DATA IN THIS EXERCISE Block Start

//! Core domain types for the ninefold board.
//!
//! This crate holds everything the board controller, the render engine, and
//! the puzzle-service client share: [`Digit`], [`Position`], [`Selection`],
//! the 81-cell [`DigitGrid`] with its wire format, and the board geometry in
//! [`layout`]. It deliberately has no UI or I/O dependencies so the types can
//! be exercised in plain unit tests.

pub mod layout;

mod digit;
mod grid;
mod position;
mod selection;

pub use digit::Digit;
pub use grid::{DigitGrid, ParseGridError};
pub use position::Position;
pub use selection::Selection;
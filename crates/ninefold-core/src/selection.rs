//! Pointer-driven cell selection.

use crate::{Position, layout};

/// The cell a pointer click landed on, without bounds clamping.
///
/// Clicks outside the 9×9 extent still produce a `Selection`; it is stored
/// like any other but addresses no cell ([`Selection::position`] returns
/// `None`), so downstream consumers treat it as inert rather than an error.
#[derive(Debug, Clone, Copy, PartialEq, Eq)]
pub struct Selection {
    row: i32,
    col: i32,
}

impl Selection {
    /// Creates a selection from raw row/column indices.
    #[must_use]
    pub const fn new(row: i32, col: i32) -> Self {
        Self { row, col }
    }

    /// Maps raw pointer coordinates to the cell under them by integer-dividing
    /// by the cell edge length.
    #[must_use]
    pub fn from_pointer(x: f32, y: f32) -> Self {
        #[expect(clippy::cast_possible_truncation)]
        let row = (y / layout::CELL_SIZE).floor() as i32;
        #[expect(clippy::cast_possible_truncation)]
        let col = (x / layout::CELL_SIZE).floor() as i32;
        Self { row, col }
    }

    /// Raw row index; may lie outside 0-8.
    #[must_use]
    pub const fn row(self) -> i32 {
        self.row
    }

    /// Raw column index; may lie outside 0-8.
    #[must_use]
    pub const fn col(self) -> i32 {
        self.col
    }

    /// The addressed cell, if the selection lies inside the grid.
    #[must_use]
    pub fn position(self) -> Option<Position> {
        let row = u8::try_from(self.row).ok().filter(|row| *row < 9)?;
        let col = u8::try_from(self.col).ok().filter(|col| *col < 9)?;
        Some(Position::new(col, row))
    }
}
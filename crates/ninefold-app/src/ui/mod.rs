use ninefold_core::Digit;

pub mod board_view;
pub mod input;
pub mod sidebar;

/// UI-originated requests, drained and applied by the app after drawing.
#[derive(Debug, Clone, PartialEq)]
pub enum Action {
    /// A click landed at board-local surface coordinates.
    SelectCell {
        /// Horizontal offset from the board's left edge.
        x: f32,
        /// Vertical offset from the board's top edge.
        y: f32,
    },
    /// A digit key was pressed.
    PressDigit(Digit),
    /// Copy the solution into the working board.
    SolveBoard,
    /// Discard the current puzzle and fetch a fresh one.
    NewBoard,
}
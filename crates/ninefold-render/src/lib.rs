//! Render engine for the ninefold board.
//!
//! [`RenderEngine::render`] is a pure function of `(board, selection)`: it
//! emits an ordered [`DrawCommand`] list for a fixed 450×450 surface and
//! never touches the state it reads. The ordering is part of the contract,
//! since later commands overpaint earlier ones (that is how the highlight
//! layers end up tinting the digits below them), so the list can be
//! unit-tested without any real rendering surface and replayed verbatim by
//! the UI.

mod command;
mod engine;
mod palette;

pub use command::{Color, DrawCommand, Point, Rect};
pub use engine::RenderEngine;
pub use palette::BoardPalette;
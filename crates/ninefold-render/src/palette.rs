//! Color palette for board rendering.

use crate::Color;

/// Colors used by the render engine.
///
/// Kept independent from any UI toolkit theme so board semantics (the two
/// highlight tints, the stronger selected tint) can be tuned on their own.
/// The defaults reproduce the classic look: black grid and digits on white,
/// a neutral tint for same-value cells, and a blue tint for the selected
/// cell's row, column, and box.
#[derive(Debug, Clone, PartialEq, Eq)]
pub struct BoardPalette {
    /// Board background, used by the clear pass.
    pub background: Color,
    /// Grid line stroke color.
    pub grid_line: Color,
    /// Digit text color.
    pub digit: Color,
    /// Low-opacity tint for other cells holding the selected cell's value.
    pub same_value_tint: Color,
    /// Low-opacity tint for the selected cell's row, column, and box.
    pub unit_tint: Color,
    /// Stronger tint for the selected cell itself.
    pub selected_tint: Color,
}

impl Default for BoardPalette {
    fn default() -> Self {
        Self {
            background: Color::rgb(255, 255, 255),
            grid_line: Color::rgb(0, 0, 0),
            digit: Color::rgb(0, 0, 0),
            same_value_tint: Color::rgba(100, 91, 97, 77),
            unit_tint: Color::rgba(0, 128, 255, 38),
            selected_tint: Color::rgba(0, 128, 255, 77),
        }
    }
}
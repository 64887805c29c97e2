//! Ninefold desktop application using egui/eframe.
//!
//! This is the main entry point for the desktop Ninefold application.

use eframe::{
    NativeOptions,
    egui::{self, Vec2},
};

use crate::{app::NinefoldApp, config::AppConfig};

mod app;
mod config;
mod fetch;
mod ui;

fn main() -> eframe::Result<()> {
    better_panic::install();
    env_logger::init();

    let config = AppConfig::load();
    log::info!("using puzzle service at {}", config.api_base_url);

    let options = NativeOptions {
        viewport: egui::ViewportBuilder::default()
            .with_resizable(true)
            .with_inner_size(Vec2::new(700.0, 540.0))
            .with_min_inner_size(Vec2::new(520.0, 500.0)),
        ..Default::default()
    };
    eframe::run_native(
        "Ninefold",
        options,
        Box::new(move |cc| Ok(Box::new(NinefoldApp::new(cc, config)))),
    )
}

DATA IN THIS EXERCISE Block End

TASK ITEM:
From the records above, give again exactly the lines running from the line with "mod palette;" to the line with "on their own.", inclusive.

ANSWER FOR THIS EXERCISE:
mod palette;

pub use command::{Color, DrawCommand, Point, Rect};
pub use engine::RenderEngine;
pub use palette::BoardPalette;
filename crates/ninefold-render/src/palette.rs
//! Color palette for board rendering.

use crate::Color;

/// Colors used by the render engine.
///
/// Kept independent from any UI toolkit theme so board semantics (the two
/// highlight tints, the stronger selected tint) can be tuned on their own.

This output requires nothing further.